### DATA EXTRACT
⁂

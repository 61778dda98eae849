//! Shared fixtures for the test suite: a deterministic structural solver, an in-memory host with
//! a bump allocator, and module/state builders.

use std::{collections::BTreeMap, sync::Arc, time::Duration};

use symbex_core::{
    ConstraintSet,
    expr::{Expr, ExprKind, WIDTH_8, WIDTH_PTR},
    ktest::{KTest, KTestHavocedLocation, KTestObject},
    solver::{Solver, SolverError},
};

use crate::{
    errors::TerminationError,
    host::Host,
    memory::{AddressSpace, MemoryObject, ObjectState},
    module::{BlockId, CallSite, InstRef, KFunction, LoopId, LoopInfo, Module},
    state::ExecutionState,
};

// TEST SOLVER
// ================================================================================================

/// A solver that decides only what structural constant folding already decided, and evaluates
/// expressions under the all-zero assignment for value queries. Sound for the validity answers
/// the engine acts on: a non-constant query is never "must".
#[derive(Debug, Default)]
pub struct TestSolver {
    pub timeout: Option<Duration>,
    pub queries: u32,
}

fn eval_zero(expr: &Expr) -> u64 {
    let width = expr.width();
    let mask = |v: u64| if width >= 64 { v } else { v & ((1u64 << width) - 1) };
    match expr.kind() {
        ExprKind::Constant(v) => *v,
        ExprKind::Read { .. } => 0,
        ExprKind::Concat { high, low } => {
            mask((eval_zero(high) << low.width()) | eval_zero(low))
        },
        ExprKind::Extract { expr, bit_offset } => mask(eval_zero(expr) >> bit_offset),
        ExprKind::Select { cond, on_true, on_false } => {
            if eval_zero(cond) != 0 { eval_zero(on_true) } else { eval_zero(on_false) }
        },
        ExprKind::And(a, b) => eval_zero(a) & eval_zero(b),
        ExprKind::Or(a, b) => eval_zero(a) | eval_zero(b),
        ExprKind::Eq(a, b) => u64::from(eval_zero(a) == eval_zero(b)),
        ExprKind::Ne(a, b) => u64::from(eval_zero(a) != eval_zero(b)),
        ExprKind::Mul(a, b) => mask(eval_zero(a).wrapping_mul(eval_zero(b))),
        ExprKind::Ult(a, b) => u64::from(eval_zero(a) < eval_zero(b)),
        ExprKind::Slt(a, b) => {
            let sext = |v: u64, w: u32| {
                if w >= 64 { v as i64 } else { ((v << (64 - w)) as i64) >> (64 - w) }
            };
            u64::from(sext(eval_zero(a), a.width()) < sext(eval_zero(b), b.width()))
        },
        ExprKind::ZExt(inner) => eval_zero(inner),
    }
}

impl Solver for TestSolver {
    fn must_be_true(
        &mut self,
        _constraints: &ConstraintSet,
        expr: &Expr,
    ) -> Result<bool, SolverError> {
        self.queries += 1;
        Ok(expr.is_true())
    }

    fn get_value(
        &mut self,
        _constraints: &ConstraintSet,
        expr: &Expr,
    ) -> Result<Expr, SolverError> {
        self.queries += 1;
        if expr.width() > 64 {
            return Err(SolverError::Unknown);
        }
        Ok(Expr::constant(eval_zero(expr), expr.width()))
    }

    fn get_range(
        &mut self,
        constraints: &ConstraintSet,
        expr: &Expr,
    ) -> Result<(Expr, Expr), SolverError> {
        if let Some(v) = expr.as_constant() {
            let c = Expr::constant(v, expr.width());
            return Ok((c.clone(), c));
        }
        let low = self.get_value(constraints, expr)?;
        let high = Expr::constant(u64::MAX, expr.width());
        Ok((low, high))
    }

    fn set_timeout(&mut self, timeout: Option<Duration>) {
        self.timeout = timeout;
    }
}

// TEST HOST
// ================================================================================================

/// A host with a bump allocator over the state's address space and a recording test-case sink.
pub struct TestHost {
    pub solver: TestSolver,
    next_address: u64,
    functions: BTreeMap<u64, Arc<KFunction>>,
    pub preferences: Vec<(u64, Expr)>,
    pub emitted_tests: Vec<KTest>,
}

impl TestHost {
    pub fn new() -> Self {
        TestHost {
            solver: TestSolver::default(),
            next_address: 0x1_0000,
            functions: BTreeMap::new(),
            preferences: Vec::new(),
            emitted_tests: Vec::new(),
        }
    }

    /// Makes `function` resolvable at a fabricated address, returning that address.
    pub fn register_function(&mut self, function: Arc<KFunction>) -> u64 {
        let address = 0xf000_0000 + 0x10 * self.functions.len() as u64;
        self.functions.insert(address, function);
        address
    }
}

impl Host for TestHost {
    fn solver(&mut self) -> &mut dyn Solver {
        &mut self.solver
    }

    fn allocate(
        &mut self,
        state: &mut ExecutionState,
        size: &Expr,
        zero_memory: bool,
        _alignment: Option<u64>,
        site: &CallSite,
    ) -> Result<(), TerminationError> {
        let size = size
            .as_constant()
            .ok_or_else(|| TerminationError::unhandled("symbolic allocation size"))?;
        let address = self.next_address;
        self.next_address += size.max(1) + 16;
        let object = MemoryObject::new(address, size as u32, false, false);
        let contents = if zero_memory {
            ObjectState::zeroed(size as u32)
        } else {
            ObjectState::from_bytes(&vec![0xaa; size as usize])
        };
        state.address_space.bind_object(object, contents);
        if let Some(dest) = site.dest {
            state.bind_local(dest, Expr::constant(address, WIDTH_PTR));
        }
        Ok(())
    }

    fn free(
        &mut self,
        state: &mut ExecutionState,
        address: &Expr,
    ) -> Result<(), TerminationError> {
        let address = address
            .as_constant()
            .ok_or_else(|| TerminationError::unhandled("symbolic free address"))?;
        if address == 0 {
            return Ok(());
        }
        let id = state
            .address_space
            .resolve_one(address)
            .map(|(mo, _)| mo.id())
            .ok_or_else(|| TerminationError::ptr("free of unknown pointer", Some(address)))?;
        state.address_space.unbind_object(id);
        Ok(())
    }

    fn realloc(
        &mut self,
        state: &mut ExecutionState,
        address: &Expr,
        size: &Expr,
        site: &CallSite,
    ) -> Result<(), TerminationError> {
        if size.as_constant() == Some(0) {
            return self.free(state, address);
        }
        if address.as_constant() == Some(0) {
            return self.allocate(state, size, false, None, site);
        }
        self.allocate(state, size, false, None, site)?;
        self.free(state, address)
    }

    fn allocate_fixed(
        &mut self,
        state: &mut ExecutionState,
        address: u64,
        size: u64,
    ) -> Result<(), TerminationError> {
        let object = MemoryObject::new(address, size as u32, false, true);
        state.address_space.bind_object(object, ObjectState::zeroed(size as u32));
        Ok(())
    }

    fn function_at(&self, address: u64) -> Option<Arc<KFunction>> {
        self.functions.get(&address).cloned()
    }

    fn unwind_to_next_landing_pad(
        &mut self,
        _state: &mut ExecutionState,
    ) -> Result<(), TerminationError> {
        Ok(())
    }

    fn prefer_cex(&mut self, object: &Arc<MemoryObject>, condition: Expr) {
        self.preferences.push((object.address, condition));
    }

    /// Builds a test case under the all-zero model: one object per symbolic allocation, one
    /// havoc record per forgotten location.
    fn emit_test_case(&mut self, state: &ExecutionState) {
        let objects = state
            .symbolics
            .iter()
            .map(|(object, array)| KTestObject {
                name: array.name().to_string(),
                bytes: vec![0; object.size as usize],
            })
            .collect();
        let havocs = state
            .havocs
            .values()
            .filter(|info| info.havoced)
            .map(|info| KTestHavocedLocation {
                name: info.name.clone(),
                bytes: vec![0; info.mask.len() as usize],
                mask: info.mask.clone(),
            })
            .collect();
        self.emitted_tests.push(KTest { objects, havocs, ..KTest::default() });
    }
}

// FIXTURES
// ================================================================================================

/// A module holding `main` plus declarations for the whole intrinsic surface.
pub fn module_with_intrinsics() -> (Module, Arc<KFunction>) {
    let mut module = Module::new();
    let main = module.add_function("main", 16, LoopInfo::empty());
    for info in crate::intrinsics::INTRINSIC_TABLE {
        if module.function(info.name).is_none() {
            module.add_function(info.name, 0, LoopInfo::empty()).delete_body();
        }
    }
    (module, main)
}

/// A `main` whose block 1 heads the loop {1, 2}; block 0 is the entry, block 3 the exit.
pub fn module_with_loop() -> (Module, Arc<KFunction>, LoopId) {
    let mut module = Module::new();
    let mut loop_info = LoopInfo::empty();
    let loop_id = loop_info.add_loop(BlockId(1), [BlockId(1), BlockId(2)], None);
    let main = module.add_function("main", 16, loop_info);
    (module, main, loop_id)
}

pub fn fresh_state(main: &Arc<KFunction>) -> ExecutionState {
    let mut state = ExecutionState::new(main.clone());
    state.set_id();
    state
}

/// Binds a concrete object at `address` and returns it.
pub fn bind_bytes(
    space: &mut AddressSpace,
    address: u64,
    bytes: &[u8],
) -> Arc<MemoryObject> {
    let object = MemoryObject::new(address, bytes.len() as u32, false, false);
    space.bind_object(object.clone(), ObjectState::from_bytes(bytes));
    object
}

/// Binds a NUL-terminated string object at `address`.
pub fn bind_string(space: &mut AddressSpace, address: u64, text: &str) -> Arc<MemoryObject> {
    let mut bytes = text.as_bytes().to_vec();
    bytes.push(0);
    bind_bytes(space, address, &bytes)
}

/// Moves the state's cursor into `block` of the active function.
pub fn at_block(state: &mut ExecutionState, block: BlockId) {
    let function = state.current_function().id();
    let cursor = InstRef { function, block, index: 0 };
    state.prev_pc = cursor;
    state.pc = cursor;
}

/// A call site whose result lands in register 0.
pub fn site_with_dest(state: &ExecutionState) -> CallSite {
    CallSite::new(state.pc, Some(0)).with_ret_width(WIDTH_PTR)
}

/// A call site whose result is discarded.
pub fn void_site(state: &ExecutionState) -> CallSite {
    CallSite::new(state.pc, None)
}

/// A 4-byte little-endian read of the whole `array`.
pub fn read32(array: &symbex_core::expr::Array) -> Expr {
    let mut value = Expr::read8(array, 0);
    for i in 1..4 {
        value = Expr::concat(Expr::read8(array, i), value);
    }
    value
}

pub fn byte(value: u8) -> Expr {
    Expr::constant(u64::from(value), WIDTH_8)
}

⁂

### WORK TO COMPLETE
How many lines in the records hold the string "InstRef"? Reply with the number alone.

### ANSWER TO THIS PROBLEM
2